The changes, while not as dramatic as they have been in other major metropolitan areas around the South, have been significant. In 1980, Jefferson, Shelby, and the three other counties that made up the Birmingham Standard Metropolitan Statistical Area had slightly more than 8,000 foreign-born residents. More than half of them were from Europe and Asia, while about 11 percent came from North and Central America. Listed among that group were 52 Mexicans.
Since then, Hispanics have figured prominently in the Birmingham area’s ethnic growth, but so have other groups. Recent census data shows Jefferson County with about 26,000 foreign-born residents and more than 25,000 Hispanic or Latino residents; the Asian population was more than 10,000. In Birmingham, the 2010 census showed more than 7,600 Hispanics, seven times the figure for 1990. Over the same 20-year period, the city’s Asian population has gone up more than 40 percent to more than 2,100.

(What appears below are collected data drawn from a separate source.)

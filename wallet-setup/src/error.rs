//! Error types for the wallet-setup library

use std::path::PathBuf;

use thiserror::Error;

use crate::onboarding::OnboardingStep;

/// Custom error type for wallet-setup operations
#[derive(Error, Debug)]
pub enum Error {
    /// The secure random source could not be read
    #[error("Entropy unavailable: {0}")]
    EntropyUnavailable(String),

    /// The chosen data directory cannot be created or used
    #[error("Directory unavailable: {}: {reason}", .path.display())]
    DirectoryUnavailable { path: PathBuf, reason: String },

    /// One or more hidden words were typed incorrectly
    #[error("Confirmation mismatch at positions {positions:?}")]
    ConfirmationMismatch { positions: Vec<usize> },

    /// An affordance was invoked out of the allowed step order
    #[error("Invalid transition: cannot {action} during {step}")]
    InvalidTransition {
        action: &'static str,
        step: OnboardingStep,
    },

    #[error("Invalid input: {0}")]
    InvalidInput(String),

    #[error("Not supported: {0}")]
    NotSupported(String),

    /// The task owning the wizard is no longer running
    #[error("Setup controller stopped")]
    ControllerStopped,

    #[error("Serialization error: {0}")]
    Serialization(String),

    #[error("IO error: {0}")]
    Io(#[from] std::io::Error),
}

impl Error {
    pub(crate) fn directory(path: impl Into<PathBuf>, reason: impl Into<String>) -> Self {
        Self::DirectoryUnavailable {
            path: path.into(),
            reason: reason.into(),
        }
    }

    /// Whether onboarding can no longer proceed after this error
    pub fn is_fatal(&self) -> bool {
        matches!(self, Self::EntropyUnavailable(_))
    }
}

impl From<serde_json::Error> for Error {
    fn from(e: serde_json::Error) -> Self {
        Self::Serialization(e.to_string())
    }
}

/// Result type for wallet-setup operations
pub type Result<T> = std::result::Result<T, Error>;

In 1982, a youngster named Randy Christian joined the Jefferson County Sheriff’s Department. Today, Christian is the department’s chief deputy and spokesman. He says the presence of Mexicans and other Hispanics is an ever-growing fact of life, and so are advocacy groups like the Hispanic Interest Coalition of Alabama. “Gosh, when I started we didn’t have near the language challenges…in our communities that we do now,” Christian said in an email. “In fact, I would say we didn’t have any I can recall—zilch, zero. We had some whose English could be a challenge to understand sometimes, but that was usually only alcohol-related. Now fast forward 30 plus years, and our country and community have changed dramatically and it has had to be addressed. Obviously, our Hispanic-speaking community has grown exponentially. We must be able to communicate with them, and they with us.” The sheriff’s department now has nine Spanish-speaking deputies, Christian says, and “they are stretched thin.”

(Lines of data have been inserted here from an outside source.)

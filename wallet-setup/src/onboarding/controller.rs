//! Single-owner access to the wizard from async code
//!
//! `SetupController` is a cheap, cloneable handle. The state machine itself
//! lives inside one spawned task and every affordance is a message to it,
//! so mutations are serialized no matter how many handles exist.

use bitcoin::Network;
use rand::{CryptoRng, RngCore};
use tokio::sync::{mpsc, oneshot};
use tokio::task::JoinHandle;
use tracing::{debug, info};
use zeroize::Zeroizing;

use super::datadir::{DataDirSelected, DataDirectory};
use super::machine::{CompletedSetup, ConfirmView, OnboardingStateMachine, SetupSnapshot};
use super::step::OnboardingStep;
use crate::error::{Error, Result};

type Reply<T> = oneshot::Sender<Result<T>>;

enum SetupCommand {
    SelectNetwork(Network, Reply<OnboardingStep>),
    SelectDataDir(DataDirSelected, Reply<OnboardingStep>),
    ContinueSetup(Reply<OnboardingStep>),
    CreateNewWallet(Reply<OnboardingStep>),
    ChooseRestore(Reply<OnboardingStep>),
    DisplayWords(Reply<Zeroizing<Vec<String>>>),
    AcknowledgePhrase(Reply<OnboardingStep>),
    ConfirmView(Reply<ConfirmView>),
    SetConfirmationWord(usize, Zeroizing<String>, Reply<bool>),
    SubmitConfirmation(Reply<OnboardingStep>),
    SubmitPassphrase(Zeroizing<String>, Zeroizing<String>, Reply<CompletedSetup>),
    Cancel(Reply<OnboardingStep>),
    Reset(Reply<()>),
    Snapshot(oneshot::Sender<SetupSnapshot>),
}

/// Handle to the task owning an `OnboardingStateMachine`
#[derive(Clone)]
pub struct SetupController {
    tx: mpsc::Sender<SetupCommand>,
}

impl SetupController {
    /// Move `machine` into its own task and return a handle to it
    ///
    /// The task ends, dropping and scrubbing the machine, once every
    /// handle is gone.
    pub fn spawn<D, R>(machine: OnboardingStateMachine<D, R>) -> (Self, JoinHandle<()>)
    where
        D: DataDirectory + Send + 'static,
        R: RngCore + CryptoRng + Send + 'static,
    {
        let (tx, rx) = mpsc::channel(16);
        let handle = tokio::spawn(run(machine, rx));
        (Self { tx }, handle)
    }

    async fn call<T>(&self, make: impl FnOnce(Reply<T>) -> SetupCommand) -> Result<T> {
        let (reply, response) = oneshot::channel();
        self.tx
            .send(make(reply))
            .await
            .map_err(|_| Error::ControllerStopped)?;
        response.await.map_err(|_| Error::ControllerStopped)?
    }

    pub async fn select_network(&self, network: Network) -> Result<OnboardingStep> {
        self.call(|r| SetupCommand::SelectNetwork(network, r)).await
    }

    /// Deliver the directory picker's choice
    pub async fn select_data_dir(&self, event: DataDirSelected) -> Result<OnboardingStep> {
        self.call(|r| SetupCommand::SelectDataDir(event, r)).await
    }

    pub async fn continue_setup(&self) -> Result<OnboardingStep> {
        self.call(SetupCommand::ContinueSetup).await
    }

    pub async fn create_new_wallet(&self) -> Result<OnboardingStep> {
        self.call(SetupCommand::CreateNewWallet).await
    }

    pub async fn choose_restore(&self) -> Result<OnboardingStep> {
        self.call(SetupCommand::ChooseRestore).await
    }

    /// Copy of the phrase for display, zeroized when dropped
    pub async fn display_words(&self) -> Result<Zeroizing<Vec<String>>> {
        self.call(SetupCommand::DisplayWords).await
    }

    pub async fn acknowledge_phrase(&self) -> Result<OnboardingStep> {
        self.call(SetupCommand::AcknowledgePhrase).await
    }

    pub async fn confirm_view(&self) -> Result<ConfirmView> {
        self.call(SetupCommand::ConfirmView).await
    }

    pub async fn set_confirmation_word(&self, position: usize, text: impl Into<String>) -> Result<bool> {
        let text = Zeroizing::new(text.into());
        self.call(|r| SetupCommand::SetConfirmationWord(position, text, r)).await
    }

    pub async fn submit_confirmation(&self) -> Result<OnboardingStep> {
        self.call(SetupCommand::SubmitConfirmation).await
    }

    pub async fn submit_passphrase(
        &self,
        passphrase: impl Into<String>,
        confirmation: impl Into<String>,
    ) -> Result<CompletedSetup> {
        let passphrase = Zeroizing::new(passphrase.into());
        let confirmation = Zeroizing::new(confirmation.into());
        self.call(|r| SetupCommand::SubmitPassphrase(passphrase, confirmation, r))
            .await
    }

    pub async fn cancel(&self) -> Result<OnboardingStep> {
        self.call(SetupCommand::Cancel).await
    }

    pub async fn reset(&self) -> Result<()> {
        self.call(SetupCommand::Reset).await
    }

    pub async fn snapshot(&self) -> Result<SetupSnapshot> {
        let (reply, response) = oneshot::channel();
        self.tx
            .send(SetupCommand::Snapshot(reply))
            .await
            .map_err(|_| Error::ControllerStopped)?;
        response.await.map_err(|_| Error::ControllerStopped)
    }
}

async fn run<D, R>(mut machine: OnboardingStateMachine<D, R>, mut rx: mpsc::Receiver<SetupCommand>)
where
    D: DataDirectory,
    R: RngCore + CryptoRng,
{
    info!("Setup controller started");

    while let Some(command) = rx.recv().await {
        // A dropped reply receiver only means the caller stopped waiting
        match command {
            SetupCommand::SelectNetwork(network, reply) => {
                let _ = reply.send(machine.select_network(network));
            }
            SetupCommand::SelectDataDir(event, reply) => {
                let _ = reply.send(machine.select_data_dir(event));
            }
            SetupCommand::ContinueSetup(reply) => {
                let _ = reply.send(machine.continue_setup());
            }
            SetupCommand::CreateNewWallet(reply) => {
                let _ = reply.send(machine.create_new_wallet());
            }
            SetupCommand::ChooseRestore(reply) => {
                let _ = reply.send(machine.choose_restore());
            }
            SetupCommand::DisplayWords(reply) => {
                let words = machine.display_words().map(|words| {
                    Zeroizing::new(words.into_iter().map(str::to_string).collect())
                });
                let _ = reply.send(words);
            }
            SetupCommand::AcknowledgePhrase(reply) => {
                let _ = reply.send(machine.acknowledge_phrase());
            }
            SetupCommand::ConfirmView(reply) => {
                let _ = reply.send(machine.confirm_view());
            }
            SetupCommand::SetConfirmationWord(position, text, reply) => {
                let _ = reply.send(machine.set_confirmation_word(position, text.as_str()));
            }
            SetupCommand::SubmitConfirmation(reply) => {
                let _ = reply.send(machine.submit_confirmation());
            }
            SetupCommand::SubmitPassphrase(passphrase, confirmation, reply) => {
                let _ = reply.send(machine.submit_passphrase(&passphrase, &confirmation));
            }
            SetupCommand::Cancel(reply) => {
                let _ = reply.send(machine.cancel());
            }
            SetupCommand::Reset(reply) => {
                machine.reset();
                let _ = reply.send(Ok(()));
            }
            SetupCommand::Snapshot(reply) => {
                let _ = reply.send(machine.snapshot());
            }
        }
    }

    debug!("All setup handles dropped, scrubbing wizard");
    drop(machine);
    info!("Setup controller stopped");
}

Lest we forget, ethnic diversity has been a fact of life in the Birmingham area since the Magic City was founded in 1871. Back then, it just had a different face. In the city’s young and booming days, Greeks, Lebanese, Italians, and Slavs, among others, showed up to work in its mines and mills, or operate food carts, grocery stores, and hotels. By 1920, Jefferson County alone had more Italians than Arkansas, Georgia, Kentucky, Mississippi, North Carolina, South Carolina, and Tennessee had within their respective boundaries. And just as some Muslims, Hispanics, and other new arrivals sometimes experience today, the original immigrants, because of their skin tones, religions, or cultures would sometimes earn enmity or distrust from members of the native-born population.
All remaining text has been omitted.